On the Fly Adaptation of Behavior Tree-Based Policies through Reinforcement Learning
Marco Iannotta, Johannes A. Stork, Erik Schaffernicht, Todor Stoyanov
TL;DR
The paper tackles adapting Behavior Tree–based policies to local task variations in dynamic manufacturing. It introduces a hierarchical, context-conditioned reinforcement learning framework where an upper-level policy $\pi^{up}_{\boldsymbol{\omega}}$ selects BT parameters $\hat{\boldsymbol{\theta}}$ for a lower-level BT policy $\pi^{low}_{\boldsymbol{\theta}}$, guided by episodic context $\boldsymbol{c}$. Through online RL (SAC) with a replay buffer, the approach achieves fast convergence and generalization across increasingly many task variations, demonstrated both in simulation (Obstacle Avoidance) and on a real Franka Panda (Pivoting). The results show that sharing experience across task variants enables scalable training and improved performance compared with baselines, while preserving the interpretability and safety benefits of BTs. Limitations include fixed (non-learnable) Condition Nodes, with future work aiming to incorporate learnable conditions for even greater adaptability.
Abstract
With the rising demand for flexible manufacturing, robots are increasingly expected to operate in dynamic environments where local -- such as slight offsets or size differences in workpieces -- are common.

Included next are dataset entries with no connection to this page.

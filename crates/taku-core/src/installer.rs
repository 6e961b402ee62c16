//! Installer -- put scripts on the executable search path.
//!
//! Installing writes a small launcher into a target directory.  The launcher
//! exports the scripts root and `exec`s `taku run <name>`, so edits to the
//! source script take effect without reinstalling.  Where the launcher went
//! is recorded in the script's metadata under the current host's name, which
//! is what [`Installer::uninstall`] later relies on.
//!
//! Per script and host:
//!
//! ```text
//! absent --install--> installed --uninstall--> absent
//! installed --install (file exists)--> installed (skipped)
//! ```

use std::fmt;
use std::io::Write;
use std::path::{Path, PathBuf};

use tracing::{info, warn};

use crate::config::SCRIPTS_ENV_VAR;
use crate::error::{Result, TakuError};
use crate::host::HostIdentity;
use crate::metadata::HostFacts;
use crate::registry::{ScriptRegistry, make_executable, validate_name};

/// Pseudo-name that selects every script.
pub const ALL: &str = "all";

/// What to install.
#[derive(Debug, Clone, PartialEq, Eq)]
pub enum InstallTarget {
    /// Every script in the registry, each under its own name.
    All,
    /// A single named script.
    Script(String),
}

impl InstallTarget {
    pub fn parse(name: &str) -> Self {
        if name == ALL {
            Self::All
        } else {
            Self::Script(name.to_owned())
        }
    }
}

/// Result of installing one script.
#[derive(Debug, Clone, PartialEq, Eq)]
pub enum InstallOutcome {
    /// A launcher was written and the install recorded.
    Installed { script: String, path: PathBuf },
    /// Something already occupies the target path; nothing was touched.
    Skipped { script: String, path: PathBuf },
}

impl fmt::Display for InstallOutcome {
    fn fmt(&self, f: &mut fmt::Formatter<'_>) -> fmt::Result {
        match self {
            Self::Installed { script, path } => {
                write!(f, "Installed {script} to {}", path.display())
            }
            Self::Skipped { script, path } => {
                write!(f, "{} already exists. Skipping {script}", path.display())
            }
        }
    }
}

/// Result of uninstalling one script from the current host.
#[derive(Debug, Clone, PartialEq, Eq)]
pub enum UninstallOutcome {
    /// The launcher was deleted and the host's facts cleared.
    Uninstalled { script: String, path: PathBuf },
    /// The launcher was already gone; the host's facts were cleared anyway.
    AlreadyRemoved { script: String, path: PathBuf },
    /// Nothing is recorded for this host.
    NotInstalled { script: String, host: String },
}

impl fmt::Display for UninstallOutcome {
    fn fmt(&self, f: &mut fmt::Formatter<'_>) -> fmt::Result {
        match self {
            Self::Uninstalled { script, path } => {
                write!(f, "Uninstalled {script} from {}", path.display())
            }
            Self::AlreadyRemoved { script, path } => write!(
                f,
                "Warning: {} was already removed; cleared metadata for {script}",
                path.display()
            ),
            Self::NotInstalled { script, host } => write!(
                f,
                "No installation metadata found for {script} on host {host}"
            ),
        }
    }
}

/// Installs and uninstalls scripts for the current host.
pub struct Installer<'a> {
    registry: &'a ScriptRegistry,
    host: &'a dyn HostIdentity,
    default_target: PathBuf,
    launcher: String,
}

impl<'a> Installer<'a> {
    /// Create an installer that writes to `default_target` unless told
    /// otherwise and whose launchers exec `taku`.
    pub fn new(
        registry: &'a ScriptRegistry,
        host: &'a dyn HostIdentity,
        default_target: impl Into<PathBuf>,
    ) -> Self {
        Self {
            registry,
            host,
            default_target: default_target.into(),
            launcher: "taku".into(),
        }
    }

    /// Set the program launchers `exec` into.
    pub fn with_launcher(mut self, launcher: impl Into<String>) -> Self {
        self.launcher = launcher.into();
        self
    }

    /// Install `target` into `target_dir` (or the default directory).
    ///
    /// `install_name` renames the launcher of a single script; it is ignored
    /// for [`InstallTarget::All`].
    pub fn install(
        &self,
        target: &InstallTarget,
        install_name: Option<&str>,
        target_dir: Option<&Path>,
    ) -> Result<Vec<InstallOutcome>> {
        let host = self.host.current_host()?;
        let target_dir = target_dir.unwrap_or(self.default_target.as_path());
        let target_dir = std::path::absolute(target_dir)?;

        match target {
            InstallTarget::Script(name) => {
                let outcome = self.install_one(&host, name, install_name, &target_dir)?;
                Ok(vec![outcome])
            }
            InstallTarget::All => {
                if install_name.is_some() {
                    warn!("custom install name is ignored when installing all scripts");
                }
                let mut names = Vec::new();
                for name in self.registry.list()? {
                    if !self.registry.exists(&name) {
                        warn!(script = %name, "directory has no executable, skipping");
                        continue;
                    }
                    names.push(name);
                }

                // Every document must load before any launcher is written.
                for name in &names {
                    self.registry.store().load(name)?;
                }

                names
                    .iter()
                    .map(|name| self.install_one(&host, name, None, &target_dir))
                    .collect()
            }
        }
    }

    fn install_one(
        &self,
        host: &str,
        name: &str,
        install_name: Option<&str>,
        target_dir: &Path,
    ) -> Result<InstallOutcome> {
        self.registry.require(name)?;
        let effective = install_name.unwrap_or(name);
        validate_name(effective)?;

        // Refuse early on corrupt metadata so nothing is left behind.
        self.registry.store().load(name)?;

        let path = target_dir.join(effective);
        if path.exists() || path.is_symlink() {
            info!(script = %name, path = %path.display(), "install target exists, skipping");
            return Ok(InstallOutcome::Skipped {
                script: name.to_owned(),
                path,
            });
        }

        std::fs::create_dir_all(target_dir)?;
        let body = self.launcher_script(name)?;

        let mut file = match std::fs::OpenOptions::new()
            .write(true)
            .create_new(true)
            .open(&path)
        {
            Ok(f) => f,
            Err(e) if e.kind() == std::io::ErrorKind::AlreadyExists => {
                return Ok(InstallOutcome::Skipped {
                    script: name.to_owned(),
                    path,
                });
            }
            Err(e) => return Err(e.into()),
        };

        let facts = HostFacts::new(effective, target_dir.to_string_lossy());
        let recorded = file
            .write_all(body.as_bytes())
            .and_then(|()| make_executable(&path))
            .map_err(TakuError::from)
            .and_then(|()| self.registry.store().merge_host_facts(name, host, &facts));

        if let Err(e) = recorded {
            let _ = std::fs::remove_file(&path);
            return Err(e);
        }

        info!(script = %name, host = %host, path = %path.display(), "installed");
        Ok(InstallOutcome::Installed {
            script: name.to_owned(),
            path,
        })
    }

    /// Remove this host's install of `name`.
    ///
    /// Only the recorded launcher is deleted; without recorded facts nothing
    /// is guessed or removed.
    pub fn uninstall(&self, name: &str) -> Result<UninstallOutcome> {
        validate_name(name)?;
        let host = self.host.current_host()?;
        let store = self.registry.store();

        let Some(facts) = store.host_facts(name, &host)? else {
            info!(script = %name, host = %host, "no install recorded for host");
            return Ok(UninstallOutcome::NotInstalled {
                script: name.to_owned(),
                host,
            });
        };

        let path = facts.installed_path();
        let removed = match std::fs::remove_file(&path) {
            Ok(()) => true,
            Err(e) if e.kind() == std::io::ErrorKind::NotFound => false,
            Err(e) => return Err(e.into()),
        };

        store.remove_host_facts(name, &host)?;

        if removed {
            info!(script = %name, host = %host, path = %path.display(), "uninstalled");
            Ok(UninstallOutcome::Uninstalled {
                script: name.to_owned(),
                path,
            })
        } else {
            warn!(script = %name, path = %path.display(), "installed file was already gone");
            Ok(UninstallOutcome::AlreadyRemoved {
                script: name.to_owned(),
                path,
            })
        }
    }

    /// Body of the launcher installed for `name`.
    pub fn launcher_script(&self, name: &str) -> Result<String> {
        let root = std::path::absolute(self.registry.root())?;
        Ok(format!(
            "#!/usr/bin/env bash\nexport {SCRIPTS_ENV_VAR}=\"{}\"\nexec {} run \"{name}\" -- \"$@\"\n",
            root.display(),
            self.launcher,
        ))
    }
}

// ---------------------------------------------------------------------------
// Tests
// ---------------------------------------------------------------------------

We propose to address the problem of adapting robot behaviors to these task variations with a sample-efficient hierarchical reinforcement learning approach adapting Behavior Tree (BT)-based policies. We maintain the core BT properties as an interpretable, modular framework for structuring reactive behaviors, but extend their use beyond static tasks by inherently accommodating local task variations. To show the efficiency and effectiveness of our approach, we conduct experiments both in simulation and on a Franka Emika Panda 7-DoF, with the manipulator adapting to different obstacle avoidance and pivoting tasks.